The study, which analyzed the results of 15 separate studies containing data on 812,047 people from Europe, America, and Asia, shows that people who remain single throughout their lives have a 42% higher risk of developing dementia than do married people. Widows also are at higher risk, although somewhat less: 20% higher than married people, reports The Independent.

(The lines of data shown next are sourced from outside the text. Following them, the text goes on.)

impl<'c, C: CryptoContext> GateLibrary<'c, C> {
    /// Creates a library evaluating gates under `ctx`.
    ///
    /// Panics if an AND of two fresh ciphertexts would exceed the context's
    /// noise budget: no refresh could make such a gate decrypt correctly.
    pub fn new(ctx: &'c C) -> Self {
        let fresh = ctx.fresh_noise();
        let and_noise = ctx.gate_noise(GateKind::And, fresh, fresh);
        assert!(
            and_noise <= ctx.noise_budget(),
            "noise budget {} cannot fit one AND of fresh ciphertexts ({and_noise})",
            ctx.noise_budget()
        );

        Self {
            ctx,
            counters: Counters::default(),
        }
    }

    /// Returns the current counter values.
    pub fn stats(&self) -> GateStats {
        GateStats {
            and: self.counters.and.load(Ordering::Relaxed),
            xor: self.counters.xor.load(Ordering::Relaxed),
            not: self.counters.not.load(Ordering::Relaxed),
            refresh: self.counters.refresh.load(Ordering::Relaxed),
        }
    }

    /// Encrypts one bit.
    pub fn encrypt(&self, bit: bool) -> Bit<C> {
        EncryptedBit::new(self.ctx.encrypt(bit), self.ctx.fresh_noise())
    }

    /// Encrypts the low `width` bits of `value`.
    pub fn encrypt_word(&self, value: u64, width: usize) -> Word<C> {
        assert!(width <= 64, "words are at most 64 bits wide");
        (0..width).map(|i| self.encrypt((value >> i) & 1 == 1)).collect()
    }

    /// Decrypts one bit.
    pub fn decrypt(&self, bit: &Bit<C>) -> bool {
        self.ctx.decrypt(bit.ciphertext())
    }

    /// Decrypts a word of at most 64 bits into an integer.
    pub fn decrypt_word(&self, word: &Word<C>) -> u64 {
        assert!(word.width() <= 64, "words are at most 64 bits wide");
        word.bits()
            .iter()
            .enumerate()
            .fold(0, |acc, (i, bit)| acc | (u64::from(self.decrypt(bit)) << i))
    }

    /// Decrypts a word into a bit string, least significant bit first.
    pub fn decrypt_bits(&self, word: &Word<C>) -> BitVec {
        word.bits().iter().map(|bit| self.decrypt(bit)).collect()
    }

    /// Re-encrypts `bit` with fresh noise.
    pub fn refresh(&self, bit: &Bit<C>) -> Bit<C> {
        self.counters.refresh.fetch_add(1, Ordering::Relaxed);
        EncryptedBit::new(
            self.ctx.refresh(bit.ciphertext()),
            self.ctx.fresh_noise(),
        )
    }

    /// `!input`
    pub fn not(&self, input: &Bit<C>) -> Bit<C> {
        let input = self.fit_unary(input);
        self.counters.not.fetch_add(1, Ordering::Relaxed);
        let noise = self.ctx.gate_noise(GateKind::Not, input.noise(), 0);
        EncryptedBit::new(self.ctx.eval(Gate::Not(input.ciphertext())), noise)
    }

    /// `lhs & rhs`
    pub fn and(&self, lhs: &Bit<C>, rhs: &Bit<C>) -> Bit<C> {
        let (lhs, rhs) = self.fit(GateKind::And, lhs, rhs);
        self.counters.and.fetch_add(1, Ordering::Relaxed);
        let noise = self.ctx.gate_noise(GateKind::And, lhs.noise(), rhs.noise());
        EncryptedBit::new(
            self.ctx.eval(Gate::And(lhs.ciphertext(), rhs.ciphertext())),
            noise,
        )
    }

    /// `lhs ^ rhs`
    pub fn xor(&self, lhs: &Bit<C>, rhs: &Bit<C>) -> Bit<C> {
        let (lhs, rhs) = self.fit(GateKind::Xor, lhs, rhs);
        self.counters.xor.fetch_add(1, Ordering::Relaxed);
        let noise = self.ctx.gate_noise(GateKind::Xor, lhs.noise(), rhs.noise());
        EncryptedBit::new(
            self.ctx.eval(Gate::Xor(lhs.ciphertext(), rhs.ciphertext())),
            noise,
        )
    }

    /// `lhs | rhs`, computed as `lhs ^ rhs ^ (lhs & rhs)`.
    pub fn or(&self, lhs: &Bit<C>, rhs: &Bit<C>) -> Bit<C> {
        let sum = self.xor(lhs, rhs);
        let carry = self.and(lhs, rhs);
        self.xor(&sum, &carry)
    }

    /// AND of all `bits`, paired up as a balanced tree.
    ///
    /// Panics if `bits` is empty.
    pub fn and_all<B: Borrow<Bit<C>>>(&self, bits: &[B]) -> Bit<C> {
        self.reduce(Binary::And, bits)
    }

    /// OR of all `bits`, paired up as a balanced tree.
    ///
    /// Panics if `bits` is empty.
    pub fn or_all<B: Borrow<Bit<C>>>(&self, bits: &[B]) -> Bit<C> {
        self.reduce(Binary::Or, bits)
    }

    /// XOR of all `bits`, paired up as a balanced tree.
    ///
    /// Panics if `bits` is empty.
    pub fn xor_all<B: Borrow<Bit<C>>>(&self, bits: &[B]) -> Bit<C> {
        self.reduce(Binary::Xor, bits)
    }

    /// Oblivious select: `sel ? then : otherwise`, as
    /// `otherwise ^ (sel & (then ^ otherwise))`.
    pub fn select(&self, sel: &Bit<C>, then: &Bit<C>, otherwise: &Bit<C>) -> Bit<C> {
        let diff = self.xor(then, otherwise);
        let masked = self.and(sel, &diff);
        self.xor(otherwise, &masked)
    }

    /// Bitwise [`GateLibrary::select`] over two words of equal width.
    pub fn select_word(&self, sel: &Bit<C>, then: &Word<C>, otherwise: &Word<C>) -> Word<C> {
        assert_eq!(then.width(), otherwise.width(), "select over mismatched widths");
        then.bits()
            .iter()
            .zip(otherwise.bits())
            .map(|(t, o)| self.select(sel, t, o))
            .collect()
    }

    /// Multiplexes candidates by mutually exclusive selectors:
    /// `⊕ (selector_i & candidate_i)`.
    ///
    /// With at most one selector set the XOR equals the OR of the terms.
    /// If none is set the result is all zeros.
    pub fn mux(&self, terms: &[(&Bit<C>, &Word<C>)]) -> Word<C> {
        assert!(!terms.is_empty(), "mux needs at least one candidate");
        let width = terms[0].1.width();
        assert!(
            terms.iter().all(|(_, word)| word.width() == width),
            "mux over mismatched widths"
        );

        (0..width)
            .map(|i| {
                let masked: Vec<Bit<C>> = terms
                    .iter()
                    .map(|(sel, word)| self.and(sel, word.bit(i)))
                    .collect();
                self.xor_all(&masked)
            })
            .collect()
    }

    /// Tests `bits` against a plaintext pattern: the AND over every bit, negated
    /// where the pattern has a zero. Bit `i` of `pattern` is matched against
    /// `bits[i]`.
    ///
    /// Panics if `bits` is empty.
    pub fn matches<B: Borrow<Bit<C>>>(&self, bits: &[B], pattern: u64) -> Bit<C> {
        self.match_patterns(bits, &[pattern]).swap_remove(0)
    }

    /// Tests `bits` against several patterns, negating each bit once and
    /// sharing the negations between all patterns.
    ///
    /// Returns one predicate per pattern, in order. With distinct patterns at
    /// most one of them is true.
    pub fn match_patterns<B: Borrow<Bit<C>>>(&self, bits: &[B], patterns: &[u64]) -> Vec<Bit<C>> {
        assert!(bits.len() <= 64, "patterns are at most 64 bits wide");
        let negated: Vec<Option<Bit<C>>> = (0..bits.len())
            .map(|i| {
                patterns
                    .iter()
                    .any(|pattern| (pattern >> i) & 1 == 0)
                    .then(|| self.not(bits[i].borrow()))
            })
            .collect();

        patterns
            .iter()
            .map(|pattern| {
                let literals: Vec<&Bit<C>> = bits
                    .iter()
                    .zip(&negated)
                    .enumerate()
                    .map(|(i, (bit, negated))| match negated {
                        Some(negated) if (pattern >> i) & 1 == 0 => negated,
                        _ => bit.borrow(),
                    })
                    .collect();
                self.and_all(&literals)
            })
            .collect()
    }

    fn binary(&self, op: Binary, lhs: &Bit<C>, rhs: &Bit<C>) -> Bit<C> {
        match op {
            Binary::And => self.and(lhs, rhs),
            Binary::Or => self.or(lhs, rhs),
            Binary::Xor => self.xor(lhs, rhs),
        }
    }

    fn reduce<B: Borrow<Bit<C>>>(&self, op: Binary, bits: &[B]) -> Bit<C> {
        assert!(!bits.is_empty(), "cannot reduce an empty set of bits");
        let mut layer = self.pairwise(op, bits);
        while layer.len() > 1 {
            layer = self.pairwise(op, &layer);
        }
        layer.swap_remove(0)
    }

    fn pairwise<B: Borrow<Bit<C>>>(&self, op: Binary, layer: &[B]) -> Vec<Bit<C>> {
        layer
            .chunks(2)
            .map(|pair| match pair {
                [lhs, rhs] => self.binary(op, lhs.borrow(), rhs.borrow()),
                [last] => last.borrow().clone(),
                _ => unreachable!("chunks(2) yields one or two elements"),
            })
            .collect()
    }

    /// Refreshes the noisier operand until the gate output fits the budget.
    fn fit<'a>(
        &self,
        kind: GateKind,
        lhs: &'a Bit<C>,
        rhs: &'a Bit<C>,
    ) -> (Cow<'a, Bit<C>>, Cow<'a, Bit<C>>) {
        let budget = self.ctx.noise_budget();
        let fresh = self.ctx.fresh_noise();
        let mut lhs = Cow::Borrowed(lhs);
        let mut rhs = Cow::Borrowed(rhs);

        while self.ctx.gate_noise(kind, lhs.noise(), rhs.noise()) > budget {
            if lhs.noise() >= rhs.noise() && lhs.noise() > fresh {
                lhs = Cow::Owned(self.refresh(&lhs));
            } else if rhs.noise() > fresh {
                rhs = Cow::Owned(self.refresh(&rhs));
            } else {
                // Both operands are fresh, which `new` checked fits.
                break;
            }
        }

        (lhs, rhs)
    }

    fn fit_unary<'a>(&self, input: &'a Bit<C>) -> Cow<'a, Bit<C>> {
        let over = self.ctx.gate_noise(GateKind::Not, input.noise(), 0) > self.ctx.noise_budget();
        if over && input.noise() > self.ctx.fresh_noise() {
            Cow::Owned(self.refresh(input))
        } else {
            Cow::Borrowed(input)
        }
    }
}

According to the authors of the study, the 42% increased risk of developing dementia among lifelong single people is comparable to other risks factors for dementia included in the guidelines of the National Institute for Health and Care Excellence, such as physical inactivity, less education, hypertension, and smoking.
Here too, there could be multiple causes for the benefits of being married , according to Laura Phipps of Alzheimer’s Research UK. “People who are married tend to be financially better off, a factor that is closely interwoven with many aspects of our health,” Phipps explains. “Spouses may help to encourage healthy habits, look out for their partner’s health and provide important social support.”
“We also think it’s possible to develop brain capacity, which is called cognitive reserve, to allow you to withstand damage within the brain for longer. You might be able to do that by having more of an education and maintaining an active mental and social life,” said Dr Andrew Sommerlad, a psychiatrist at UCL and one of the study’s researchers.
Therefore, even if marriage isn’t all a rose garden—on various occasions, Pope Francis has made allusions to plates flying —tying the knot can still be a kind of life insurance.